About this exercise:
Would you write out, word for word, each line of the records below from the top through the one holding "fn today() ->"?

Recorded information:
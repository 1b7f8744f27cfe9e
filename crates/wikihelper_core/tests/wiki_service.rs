use chrono::NaiveDate;
use std::cell::RefCell;
use wikihelper_core::{
    extract_section, FsWikiStore, SuggestError, SuggestionProvider, WikiService,
    WikiServiceError, WikiStore, NO_NEW_ENTRIES_SENTINEL,
};

struct MockProvider {
    replies: RefCell<Vec<Result<String, SuggestError>>>,
}

impl MockProvider {
    fn new(replies: Vec<Result<String, SuggestError>>) -> Self {
        Self {
            replies: RefCell::new(replies),
        }
    }

    fn replying(reply: &str) -> Self {
        Self::new(vec![Ok(reply.to_string())])
    }
}

impl SuggestionProvider for MockProvider {
    fn suggest(&self, prompt: &str) -> Result<String, SuggestError> {
        assert!(!prompt.trim().is_empty(), "service must never send a blank prompt");
        self.replies.borrow_mut().remove(0)
    }
}

fn service_with_project(
    dir: &tempfile::TempDir,
    provider: MockProvider,
) -> WikiService<FsWikiStore, MockProvider> {
    let store = FsWikiStore::new(dir.path());
    store.create_project("demo").expect("project should be created");
    WikiService::new(store, provider)
}

fn today() -> NaiveDate {
    NaiveDate::from_ymd_opt(2024, 1, 15).expect("valid date")
}

#[test]
fn update_section_replaces_and_persists() {
    let dir = tempfile::tempdir().expect("temp dir");
    let service = service_with_project(&dir, MockProvider::replying("Revised overview"));

    let updated = service
        .update_section("demo", "we discussed the overview", "Overview", today())
        .expect("update should succeed");
    assert_eq!(extract_section(&updated, "Overview"), "Revised overview");

    let persisted = FsWikiStore::new(dir.path())
        .load("demo")
        .expect("load should work")
        .expect("project should exist");
    assert_eq!(persisted, updated);
}

#[test]
fn update_daily_log_goes_through_the_merge_engine() {
    let dir = tempfile::tempdir().expect("temp dir");
    let service = service_with_project(
        &dir,
        MockProvider::replying("### 2024-01-15\n- agreed on scope"),
    );

    let updated = service
        .update_section("demo", "meeting notes", "Daily Log", today())
        .expect("update should succeed");
    assert_eq!(
        extract_section(&updated, "Daily Log"),
        "### 2024-01-15\n- agreed on scope"
    );
}

#[test]
fn daily_log_sentinel_reply_saves_an_unchanged_document() {
    let dir = tempfile::tempdir().expect("temp dir");
    let service = service_with_project(&dir, MockProvider::replying(NO_NEW_ENTRIES_SENTINEL));

    let before = FsWikiStore::new(dir.path())
        .load("demo")
        .expect("load should work")
        .expect("project should exist");
    let updated = service
        .update_section("demo", "nothing relevant", "Daily Log", today())
        .expect("update should succeed");
    assert_eq!(updated, before);
}

#[test]
fn missing_project_is_reported_before_any_generation_call() {
    let dir = tempfile::tempdir().expect("temp dir");
    let provider = MockProvider::new(vec![]);
    let service = WikiService::new(FsWikiStore::new(dir.path()), provider);

    let err = service
        .update_section("ghost", "transcript", "Overview", today())
        .expect_err("missing project must fail");
    assert!(matches!(err, WikiServiceError::ProjectNotFound(_)));
}

#[test]
fn whitespace_only_reply_is_an_empty_suggestion_error() {
    let dir = tempfile::tempdir().expect("temp dir");
    let service = service_with_project(&dir, MockProvider::replying("   \n "));

    let err = service
        .update_section("demo", "transcript", "Overview", today())
        .expect_err("blank reply must fail");
    assert!(matches!(err, WikiServiceError::EmptySuggestion));
}

#[test]
fn provider_errors_are_surfaced_typed() {
    let dir = tempfile::tempdir().expect("temp dir");
    let service = service_with_project(
        &dir,
        MockProvider::new(vec![Err(SuggestError::Api {
            status: 429,
            detail: "rate limited".to_string(),
        })]),
    );

    let err = service
        .update_section("demo", "transcript", "Overview", today())
        .expect_err("provider error must propagate");
    assert!(matches!(
        err,
        WikiServiceError::Suggest(SuggestError::Api { status: 429, .. })
    ));
}

#[test]
fn bundled_update_applies_each_block() {
    let dir = tempfile::tempdir().expect("temp dir");
    let service = service_with_project(
        &dir,
        MockProvider::replying(
            "Overview:\nBundled overview\n---\nGoals:\n<empty>\n---\nDaily Log:\n### 2024-01-15\n- bundled entry",
        ),
    );

    let updated = service
        .update_sections_bundled(
            "demo",
            "transcript",
            &["Overview", "Goals", "Daily Log"],
            today(),
        )
        .expect("bundled update should succeed");
    assert_eq!(extract_section(&updated, "Overview"), "Bundled overview");
    assert_eq!(extract_section(&updated, "Goals"), "");
    assert_eq!(
        extract_section(&updated, "Daily Log"),
        "### 2024-01-15\n- bundled entry"
    );
}

#[test]
fn weekly_summary_reads_without_mutating() {
    let dir = tempfile::tempdir().expect("temp dir");
    let store = FsWikiStore::new(dir.path());
    store.create_project("demo").expect("project should be created");
    let seeded = store
        .load("demo")
        .expect("load should work")
        .expect("project should exist");
    let with_log = wikihelper_core::merge_daily_log_entry(&seeded, "### 2024-01-14\n- shipped");
    store.save("demo", &with_log).expect("save should work");

    let service = WikiService::new(
        FsWikiStore::new(dir.path()),
        MockProvider::replying("- shipped the thing\n"),
    );
    let summary = service
        .weekly_summary("demo", today())
        .expect("summary should succeed");
    assert_eq!(summary, "- shipped the thing");

    let after = FsWikiStore::new(dir.path())
        .load("demo")
        .expect("load should work")
        .expect("project should exist");
    assert_eq!(after, with_log);
}

#[test]
fn weekly_summary_distinguishes_empty_log_from_stale_log() {
    let dir = tempfile::tempdir().expect("temp dir");
    let service = service_with_project(&dir, MockProvider::new(vec![]));
    let err = service
        .weekly_summary("demo", today())
        .expect_err("empty log must fail");
    assert!(matches!(err, WikiServiceError::EmptyDailyLog));

    let store = FsWikiStore::new(dir.path());
    let doc = store
        .load("demo")
        .expect("load should work")
        .expect("project should exist");
    let stale = wikihelper_core::merge_daily_log_entry(&doc, "### 2023-06-01\n- long ago");
    store.save("demo", &stale).expect("save should work");

    let err = service
        .weekly_summary("demo", today())
        .expect_err("stale log must fail");
    assert!(matches!(err, WikiServiceError::NoRecentEntries));
}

Output of the task:
repository 1b7f8744f27cfe9e
filename crates/wikihelper_core/tests/wiki_service.rs
use chrono::NaiveDate;
use std::cell::RefCell;
use wikihelper_core::{
    extract_section, FsWikiStore, SuggestError, SuggestionProvider, WikiService,
    WikiServiceError, WikiStore, NO_NEW_ENTRIES_SENTINEL,
};

struct MockProvider {
    replies: RefCell<Vec<Result<String, SuggestError>>>,
}

impl MockProvider {
    fn new(replies: Vec<Result<String, SuggestError>>) -> Self {
        Self {
            replies: RefCell::new(replies),
        }
    }

    fn replying(reply: &str) -> Self {
        Self::new(vec![Ok(reply.to_string())])
    }
}

impl SuggestionProvider for MockProvider {
    fn suggest(&self, prompt: &str) -> Result<String, SuggestError> {
        assert!(!prompt.trim().is_empty(), "service must never send a blank prompt");
        self.replies.borrow_mut().remove(0)
    }
}

fn service_with_project(
    dir: &tempfile::TempDir,
    provider: MockProvider,
) -> WikiService<FsWikiStore, MockProvider> {
    let store = FsWikiStore::new(dir.path());
    store.create_project("demo").expect("project should be created");
    WikiService::new(store, provider)
}

fn today() -> NaiveDate {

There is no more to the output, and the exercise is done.